EXERCISE PROMPT:
Below are some records. Pull every line that contains the word "println".

*** Opening of INPUT DATA ***

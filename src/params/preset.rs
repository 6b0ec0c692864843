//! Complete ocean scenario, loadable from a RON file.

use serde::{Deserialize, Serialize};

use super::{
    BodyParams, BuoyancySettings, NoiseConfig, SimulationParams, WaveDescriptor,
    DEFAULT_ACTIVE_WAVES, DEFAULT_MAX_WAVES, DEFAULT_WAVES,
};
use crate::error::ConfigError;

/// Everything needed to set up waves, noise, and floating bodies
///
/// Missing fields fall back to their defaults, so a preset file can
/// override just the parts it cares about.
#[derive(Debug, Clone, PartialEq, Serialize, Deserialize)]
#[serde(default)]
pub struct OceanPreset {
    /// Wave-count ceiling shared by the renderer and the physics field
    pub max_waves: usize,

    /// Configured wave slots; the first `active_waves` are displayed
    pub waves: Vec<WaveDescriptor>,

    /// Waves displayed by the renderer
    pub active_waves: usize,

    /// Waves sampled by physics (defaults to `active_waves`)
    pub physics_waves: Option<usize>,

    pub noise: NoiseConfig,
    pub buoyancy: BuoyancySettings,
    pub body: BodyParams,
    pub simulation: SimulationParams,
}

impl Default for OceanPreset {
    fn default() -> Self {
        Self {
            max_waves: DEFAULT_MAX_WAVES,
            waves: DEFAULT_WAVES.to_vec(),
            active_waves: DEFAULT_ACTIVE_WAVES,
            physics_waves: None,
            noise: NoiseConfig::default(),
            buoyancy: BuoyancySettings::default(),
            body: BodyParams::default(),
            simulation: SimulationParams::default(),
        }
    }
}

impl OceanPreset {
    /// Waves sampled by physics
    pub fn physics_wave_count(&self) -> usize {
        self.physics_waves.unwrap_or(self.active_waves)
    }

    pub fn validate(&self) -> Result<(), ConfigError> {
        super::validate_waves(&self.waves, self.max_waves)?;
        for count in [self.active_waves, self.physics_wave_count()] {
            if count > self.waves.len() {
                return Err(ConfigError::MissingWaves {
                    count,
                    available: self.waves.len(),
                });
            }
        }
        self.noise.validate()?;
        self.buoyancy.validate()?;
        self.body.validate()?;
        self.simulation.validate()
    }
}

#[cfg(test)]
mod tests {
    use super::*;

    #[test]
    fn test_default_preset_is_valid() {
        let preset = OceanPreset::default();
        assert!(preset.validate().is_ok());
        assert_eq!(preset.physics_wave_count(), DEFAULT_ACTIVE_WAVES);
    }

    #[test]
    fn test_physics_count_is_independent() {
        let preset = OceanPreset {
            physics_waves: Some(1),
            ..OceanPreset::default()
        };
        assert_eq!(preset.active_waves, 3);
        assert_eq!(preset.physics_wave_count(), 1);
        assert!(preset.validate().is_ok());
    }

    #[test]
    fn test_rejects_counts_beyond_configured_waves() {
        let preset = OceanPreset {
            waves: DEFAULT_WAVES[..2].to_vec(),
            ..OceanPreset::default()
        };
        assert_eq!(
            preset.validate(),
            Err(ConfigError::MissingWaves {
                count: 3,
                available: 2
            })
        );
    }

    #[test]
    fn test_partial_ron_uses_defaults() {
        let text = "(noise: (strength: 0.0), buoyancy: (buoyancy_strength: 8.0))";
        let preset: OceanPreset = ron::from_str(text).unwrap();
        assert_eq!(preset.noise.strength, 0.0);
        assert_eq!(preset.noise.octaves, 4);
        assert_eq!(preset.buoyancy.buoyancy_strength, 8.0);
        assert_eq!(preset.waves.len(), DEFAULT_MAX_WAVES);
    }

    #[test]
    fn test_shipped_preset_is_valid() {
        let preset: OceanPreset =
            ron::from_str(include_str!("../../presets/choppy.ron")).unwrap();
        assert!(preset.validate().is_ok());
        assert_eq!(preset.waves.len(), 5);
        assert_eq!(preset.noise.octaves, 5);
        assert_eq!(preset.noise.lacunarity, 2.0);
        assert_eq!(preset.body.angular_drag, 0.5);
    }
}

*** Close of INPUT DATA ***
*** Opening of INPUT DATA ***

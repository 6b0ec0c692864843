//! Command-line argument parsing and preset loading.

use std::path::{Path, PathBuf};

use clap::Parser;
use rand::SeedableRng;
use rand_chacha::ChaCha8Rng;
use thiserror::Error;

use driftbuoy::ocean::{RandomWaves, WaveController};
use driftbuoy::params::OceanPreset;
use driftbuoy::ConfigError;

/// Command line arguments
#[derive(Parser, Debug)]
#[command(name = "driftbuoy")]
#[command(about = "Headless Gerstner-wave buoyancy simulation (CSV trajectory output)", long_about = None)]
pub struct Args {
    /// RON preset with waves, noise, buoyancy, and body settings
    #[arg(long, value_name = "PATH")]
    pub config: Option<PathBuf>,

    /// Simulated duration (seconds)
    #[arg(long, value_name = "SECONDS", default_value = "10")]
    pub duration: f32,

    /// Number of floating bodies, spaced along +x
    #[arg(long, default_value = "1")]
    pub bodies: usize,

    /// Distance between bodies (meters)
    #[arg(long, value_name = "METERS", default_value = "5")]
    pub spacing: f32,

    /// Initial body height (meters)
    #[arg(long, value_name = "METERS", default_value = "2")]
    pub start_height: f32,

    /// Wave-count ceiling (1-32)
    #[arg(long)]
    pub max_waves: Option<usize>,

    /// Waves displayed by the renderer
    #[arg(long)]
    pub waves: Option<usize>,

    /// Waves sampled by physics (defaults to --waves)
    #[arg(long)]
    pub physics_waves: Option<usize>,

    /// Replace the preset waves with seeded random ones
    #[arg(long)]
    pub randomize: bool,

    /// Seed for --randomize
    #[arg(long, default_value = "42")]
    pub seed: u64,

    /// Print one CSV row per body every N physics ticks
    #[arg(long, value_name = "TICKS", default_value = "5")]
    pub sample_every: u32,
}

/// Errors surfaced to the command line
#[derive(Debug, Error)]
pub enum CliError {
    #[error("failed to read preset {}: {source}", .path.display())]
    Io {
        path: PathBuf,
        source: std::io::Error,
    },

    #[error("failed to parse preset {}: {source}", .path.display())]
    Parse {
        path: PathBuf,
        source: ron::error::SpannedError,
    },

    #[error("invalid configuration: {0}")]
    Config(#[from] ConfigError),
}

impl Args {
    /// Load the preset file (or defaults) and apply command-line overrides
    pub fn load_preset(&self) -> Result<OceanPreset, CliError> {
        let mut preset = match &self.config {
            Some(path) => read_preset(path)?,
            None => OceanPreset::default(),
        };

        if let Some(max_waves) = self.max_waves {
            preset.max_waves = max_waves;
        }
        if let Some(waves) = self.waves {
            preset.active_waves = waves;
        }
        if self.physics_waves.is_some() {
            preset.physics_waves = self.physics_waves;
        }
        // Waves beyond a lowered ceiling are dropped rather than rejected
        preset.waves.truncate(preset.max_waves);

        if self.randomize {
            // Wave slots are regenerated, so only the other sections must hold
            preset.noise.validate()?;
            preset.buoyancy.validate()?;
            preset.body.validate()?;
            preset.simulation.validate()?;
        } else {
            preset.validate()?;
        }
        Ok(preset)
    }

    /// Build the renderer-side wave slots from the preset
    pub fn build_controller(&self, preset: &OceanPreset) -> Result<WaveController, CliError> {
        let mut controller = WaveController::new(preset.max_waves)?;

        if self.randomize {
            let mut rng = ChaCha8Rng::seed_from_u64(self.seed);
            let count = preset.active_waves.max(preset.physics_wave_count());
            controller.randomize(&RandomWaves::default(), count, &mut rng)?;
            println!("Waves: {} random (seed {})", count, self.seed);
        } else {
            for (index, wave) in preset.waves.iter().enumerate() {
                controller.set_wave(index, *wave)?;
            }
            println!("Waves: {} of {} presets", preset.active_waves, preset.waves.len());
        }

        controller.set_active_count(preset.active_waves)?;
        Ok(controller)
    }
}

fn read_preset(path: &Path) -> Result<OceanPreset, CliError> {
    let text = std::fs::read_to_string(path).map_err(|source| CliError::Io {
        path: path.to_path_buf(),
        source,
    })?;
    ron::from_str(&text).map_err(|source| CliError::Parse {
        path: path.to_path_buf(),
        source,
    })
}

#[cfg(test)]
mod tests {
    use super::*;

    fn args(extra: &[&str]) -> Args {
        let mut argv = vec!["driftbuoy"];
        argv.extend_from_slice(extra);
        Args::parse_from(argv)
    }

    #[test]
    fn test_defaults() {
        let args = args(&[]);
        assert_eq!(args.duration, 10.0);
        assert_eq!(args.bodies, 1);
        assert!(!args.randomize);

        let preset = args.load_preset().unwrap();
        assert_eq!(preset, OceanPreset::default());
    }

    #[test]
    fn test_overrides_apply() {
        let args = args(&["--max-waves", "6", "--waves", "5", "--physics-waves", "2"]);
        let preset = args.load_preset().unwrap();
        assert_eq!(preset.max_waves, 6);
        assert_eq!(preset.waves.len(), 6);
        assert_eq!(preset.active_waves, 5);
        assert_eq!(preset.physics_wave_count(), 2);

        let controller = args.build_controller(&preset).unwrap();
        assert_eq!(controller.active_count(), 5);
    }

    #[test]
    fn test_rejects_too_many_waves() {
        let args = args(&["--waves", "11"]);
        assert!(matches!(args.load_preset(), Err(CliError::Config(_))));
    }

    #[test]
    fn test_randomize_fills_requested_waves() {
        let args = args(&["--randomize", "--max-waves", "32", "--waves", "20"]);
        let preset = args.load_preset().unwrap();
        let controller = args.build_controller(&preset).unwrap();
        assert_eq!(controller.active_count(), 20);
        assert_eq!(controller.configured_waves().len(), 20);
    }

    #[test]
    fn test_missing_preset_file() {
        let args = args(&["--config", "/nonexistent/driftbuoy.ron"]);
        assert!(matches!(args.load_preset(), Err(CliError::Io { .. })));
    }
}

*** Close of INPUT DATA ***
*** Opening of INPUT DATA ***

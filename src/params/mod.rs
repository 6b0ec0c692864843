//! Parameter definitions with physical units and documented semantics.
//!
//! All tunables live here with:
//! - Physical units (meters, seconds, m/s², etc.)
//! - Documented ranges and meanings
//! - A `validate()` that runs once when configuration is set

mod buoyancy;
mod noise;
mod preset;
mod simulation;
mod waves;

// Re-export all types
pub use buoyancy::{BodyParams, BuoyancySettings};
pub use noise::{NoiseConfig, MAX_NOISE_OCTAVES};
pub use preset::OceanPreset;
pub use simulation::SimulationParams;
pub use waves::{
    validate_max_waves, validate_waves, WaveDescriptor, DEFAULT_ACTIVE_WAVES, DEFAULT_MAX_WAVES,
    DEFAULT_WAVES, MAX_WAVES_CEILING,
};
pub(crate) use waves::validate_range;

*** Close of INPUT DATA ***

FINISHED EXERCISE:
            println!("Waves: {} random (seed {})", count, self.seed);
            println!("Waves: {} of {} presets", preset.active_waves, preset.waves.len());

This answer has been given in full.